Another example of this is the finding of BMSC (CrY+) taking part of the walls of neovessels, which are morphologically identical to endothelial cells (Fig. 5).
Previous heterotopic tracheal transplant models have shown the capacity of stem cells to attenuate histopathological changes of BO after either topical or systemic administration.34–36 In this study, we have found that BMSC are able to nest and survive, detect an injury scenario, modify the histopathological course of BO lesions, and repair the structure. Moreover, although intravenous and locally injected BMSC have an impact in the BO lesions, the most remarkable effects are seen after endotracheal instillation of BMSC. This finding might mean that the endoscopic administration of BMSC should be considered for further experimental or clinical projects, while potential systemic collateral effects in other organs are minimized.
Given the fact that lung injury and repair is a complex process in a model of BOS, it is difficult to attribute our experimental results to one or another mechanism led by BMSC. It is clear that both paracrine, as the main mechanism, and differentiation, as a minor one, have a role in the modification of the histological course of BOS.
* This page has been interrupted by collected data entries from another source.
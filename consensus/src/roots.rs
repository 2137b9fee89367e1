//! Frame assignment and the strongly-sees relation.
//!
//! An event strongly sees a root when events by a quorum of validator
//! branches sit between them. The tracker maintains, per event and per
//! tracked root, the set of validators it sees the root "through"; the set
//! is the union of the parents' sets plus the event's own creator when the
//! event sees the root, so it is computed once at insertion and never
//! revisited.

use moira_dag::types::{EventId, Frame, ValidatorId};
use moira_dag::validators::Validators;
use moira_dag::vecclock::VectorClock;
use std::collections::{BTreeMap, HashMap};

/// A validator bitset laid out by vector-clock slot.
#[derive(Debug, Clone, Default, PartialEq, Eq)]
pub(crate) struct Mask {
    bits: Vec<u64>,
}

impl Mask {
    pub fn new(slots: usize) -> Self {
        Self {
            bits: vec![0; slots.div_ceil(64)],
        }
    }

    pub fn set(&mut self, slot: usize) {
        self.bits[slot / 64] |= 1 << (slot % 64);
    }

    pub fn get(&self, slot: usize) -> bool {
        self.bits
            .get(slot / 64)
            .is_some_and(|word| word & (1 << (slot % 64)) != 0)
    }

    pub fn union(&mut self, other: &Mask) {
        for (word, with) in self.bits.iter_mut().zip(other.bits.iter()) {
            *word |= with;
        }
    }
}

/// A root event of some frame.
#[derive(Debug, Clone, Copy, PartialEq, Eq)]
pub(crate) struct RootInfo {
    pub id: EventId,
    pub creator: ValidatorId,
}

/// Per-epoch frame and root bookkeeping.
pub(crate) struct Frames {
    validators: Validators,
    quorum: u64,
    roots: BTreeMap<Frame, Vec<RootInfo>>,
    frame_of: HashMap<EventId, Frame>,
    through: HashMap<EventId, HashMap<EventId, Mask>>,
}

impl Frames {
    pub fn new(validators: Validators) -> Self {
        Self {
            quorum: validators.quorum(),
            validators,
            roots: BTreeMap::new(),
            frame_of: HashMap::new(),
            through: HashMap::new(),
        }
    }

    pub fn roots(&self) -> &BTreeMap<Frame, Vec<RootInfo>> {
        &self.roots
    }

    pub fn roots_of(&self, frame: Frame) -> &[RootInfo] {
        self.roots.get(&frame).map_or(&[], Vec::as_slice)
    }

    pub fn frame_of(&self, id: &EventId) -> Option<Frame> {
        self.frame_of.get(id).copied()
    }

    /// Returns true if `event` sees `root` through a quorum of validator
    /// branches.
    pub fn strongly_sees(&self, event: &EventId, root: &EventId) -> bool {
        self.through
            .get(event)
            .and_then(|masks| masks.get(root))
            .is_some_and(|mask| self.mask_weight(mask) >= self.quorum)
    }

    fn mask_weight(&self, mask: &Mask) -> u64 {
        self.validators
            .iter()
            .enumerate()
            .filter(|(slot, _)| mask.get(*slot))
            .map(|(_, (_, profile))| profile.weight)
            .sum()
    }

    /// Assigns a frame to a freshly indexed event and registers it as a
    /// root when it advances the frame (or is a leaf). Cheater events never
    /// become roots. Returns `(frame, is_root)`.
    pub fn assign(
        &mut self,
        vc: &VectorClock,
        id: EventId,
        creator: ValidatorId,
        seq: u32,
        parents: &[EventId],
    ) -> (Frame, bool) {
        let slots = self.validators.len();
        let slot = self.validators.index_of(creator);

        // Through-sets over every tracked root, inherited from the parents.
        let mut masks: HashMap<EventId, Mask> = HashMap::new();
        for roots in self.roots.values() {
            for root in roots {
                let mut mask = Mask::new(slots);
                for parent in parents {
                    if let Some(inherited) =
                        self.through.get(parent).and_then(|m| m.get(&root.id))
                    {
                        mask.union(inherited);
                    }
                }
                if vc.sees(&id, &root.id) {
                    if let Some(slot) = slot {
                        mask.set(slot);
                    }
                }
                masks.insert(root.id, mask);
            }
        }

        let (frame, is_root) = if seq <= 1 || parents.is_empty() {
            // A creator's first event of the epoch is a frame-1 root.
            (Frame::new(1), true)
        } else {
            let base = parents
                .iter()
                .filter_map(|p| self.frame_of.get(p).copied())
                .max()
                .unwrap_or(Frame::new(1));
            let seen_weight: u64 = self
                .roots_of(base)
                .iter()
                .filter(|root| {
                    masks
                        .get(&root.id)
                        .is_some_and(|mask| self.mask_weight(mask) >= self.quorum)
                })
                .map(|root| self.validators.weight(root.creator))
                .sum();
            if seen_weight >= self.quorum {
                (base.next(), true)
            } else {
                (base, false)
            }
        };

        self.frame_of.insert(id, frame);
        self.through.insert(id, masks);

        let registered = is_root && !vc.is_cheater(creator);
        if registered {
            self.roots
                .entry(frame)
                .or_default()
                .push(RootInfo { id, creator });
            // A root sees itself through its own branch.
            if let Some(slot) = slot {
                let mut own = Mask::new(slots);
                own.set(slot);
                if let Some(masks) = self.through.get_mut(&id) {
                    masks.insert(id, own);
                }
            }
        }
        (frame, registered)
    }

    /// Drops roots and through-set entries for frames below `floor`.
    pub fn prune(&mut self, floor: Frame) {
        let stale: Vec<EventId> = self
            .roots
            .range(..floor)
            .flat_map(|(_, roots)| roots.iter().map(|r| r.id))
            .collect();
        self.roots.retain(|frame, _| *frame >= floor);
        for masks in self.through.values_mut() {
            for id in &stale {
                masks.remove(id);
            }
        }
    }
}

#[cfg(test)]
mod tests {
    use super::*;
    use moira_dag::event::{Event, EventHeader, Payload};
    use moira_dag::keys::FakeSigner;
    use moira_dag::types::{Epoch, Lamport};

    struct Net {
        vc: VectorClock,
        frames: Frames,
        last: HashMap<u32, Event>,
    }

    impl Net {
        fn new(n: u32) -> Self {
            let validators = Validators::fakenet(n);
            Self {
                vc: VectorClock::new(validators.clone()),
                frames: Frames::new(validators),
                last: HashMap::new(),
            }
        }

        fn emit(&mut self, creator: u32, extra_parents: &[EventId]) -> (Event, Frame, bool) {
            let mut parents = Vec::new();
            let seq = match self.last.get(&creator) {
                Some(prev) => {
                    parents.push(prev.id());
                    prev.seq() + 1
                }
                None => 1,
            };
            for p in extra_parents {
                if !parents.contains(p) {
                    parents.push(*p);
                }
            }
            let lamport = parents
                .iter()
                .map(|p| p.lamport().get())
                .max()
                .unwrap_or(0)
                + 1;
            let header = EventHeader {
                creator: ValidatorId::new(creator),
                seq,
                epoch: Epoch::new(1),
                frame: Frame::new(0),
                lamport: Lamport::new(lamport),
                parents: parents.clone(),
                payload_hash: Default::default(),
                gas_power_used: 0,
                gas_power_left: 0,
                creation_time: lamport as u64,
                median_time: lamport as u64,
            };
            let event = Event::sign(
                header,
                Payload::default(),
                &FakeSigner::new(ValidatorId::new(creator)),
            );
            self.vc.add(&event).unwrap();
            let (frame, is_root) = self.frames.assign(
                &self.vc,
                event.id(),
                event.creator(),
                event.seq(),
                event.parents(),
            );
            self.last.insert(creator, event.clone());
            (event, frame, is_root)
        }

        /// One full-mesh round: every validator emits with everyone's
        /// previous event as parents. Returns the round's events.
        fn round(&mut self) -> Vec<(Event, Frame, bool)> {
            let heads: Vec<EventId> = self.last.values().map(|e| e.id()).collect();
            (1..=self.vc.validators().len() as u32)
                .map(|creator| self.emit(creator, &heads))
                .collect()
        }
    }

    #[test]
    fn test_leaves_are_frame_one_roots() {
        let mut net = Net::new(3);
        for creator in 1..=3 {
            let (_, frame, is_root) = net.emit(creator, &[]);
            assert_eq!(frame, Frame::new(1));
            assert!(is_root);
        }
        assert_eq!(net.frames.roots_of(Frame::new(1)).len(), 3);
    }

    #[test]
    fn test_frame_advances_on_strong_quorum() {
        let mut net = Net::new(3);
        net.round();
        // Second round sees the leaves but not strongly (only one branch
        // in between); frame stays at 1.
        for (_, frame, is_root) in net.round() {
            assert_eq!(frame, Frame::new(1));
            assert!(!is_root);
        }
        // Third round strongly sees the leaves through all branches.
        for (_, frame, is_root) in net.round() {
            assert_eq!(frame, Frame::new(2));
            assert!(is_root);
        }
    }

    #[test]
    fn test_strongly_sees_needs_quorum_of_branches() {
        let mut net = Net::new(3);
        let leaves = net.round();
        let a1 = leaves[0].0.id();
        // v1's chain alone never strongly sees a1.
        let (b1, _, _) = net.emit(1, &[]);
        let (c1, _, _) = net.emit(1, &[]);
        assert!(net.vc.sees(&c1.id(), &a1));
        assert!(!net.frames.strongly_sees(&c1.id(), &a1));
        assert!(!net.frames.strongly_sees(&b1.id(), &a1));
    }

    #[test]
    fn test_prune_drops_stale_roots() {
        let mut net = Net::new(3);
        for _ in 0..5 {
            net.round();
        }
        assert!(!net.frames.roots_of(Frame::new(1)).is_empty());
        net.frames.prune(Frame::new(2));
        assert!(net.frames.roots_of(Frame::new(1)).is_empty());
        assert!(!net.frames.roots_of(Frame::new(2)).is_empty());
    }
}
Although we have been able to find statistically significant results with very small sample sizes, using a control group and masking techniques, we must be cautious and await the results of this type of therapy in other models before generalizing our findings.
In the clinical scenario, there have been two phase I studies so far. Chambers et al.37 infused 2×106 BMSC from an unrelated donor to 10 patients with BOS via a peripheral vein twice a week for two weeks, without any procedure related toxicity. Similarly, Keller et al.38 infused 1–4 million of allogeneic mesenchymal stem cells into nine patients with moderate BOS without any negative impact in measured clinical, functional or laboratory variables, opening the door for the use of these cells in the setting of established BOS.
ConclusionsBone marrow-derived mesenchymal stem cells modify the histopathological development of BO in this heterotopic tracheal transplantation animal model of BO. Moreover, they are able to express alveolar cell markers, such us pulmonary surfactant protein B.
Endotracheal administration of BMSCs might be considered an effective way of preventing BO development in this animal model.
FundingThis project has been granted by Fundación Mutua Madrileña (identification number: PR87532011).
AuthorshipDavid Gomez-de-Antonio: design, animal surgeries, interpretation of results, manuscript.
Jose Luis Campo-Cañaveral de la Cruz: design, experimental surgeries, interpretation of results, manuscript.
Mercedes Zurita: FISH and IHQ techniques.
Martín Santos: experimental surgeries anesthesia.
Carmen González Lois: pathological analysis of the samples.
Andrés Varela: manuscript edition.
Jesús Vaquero: manuscript edition.
Conflict of interestsThe authors declare no conflict of interests.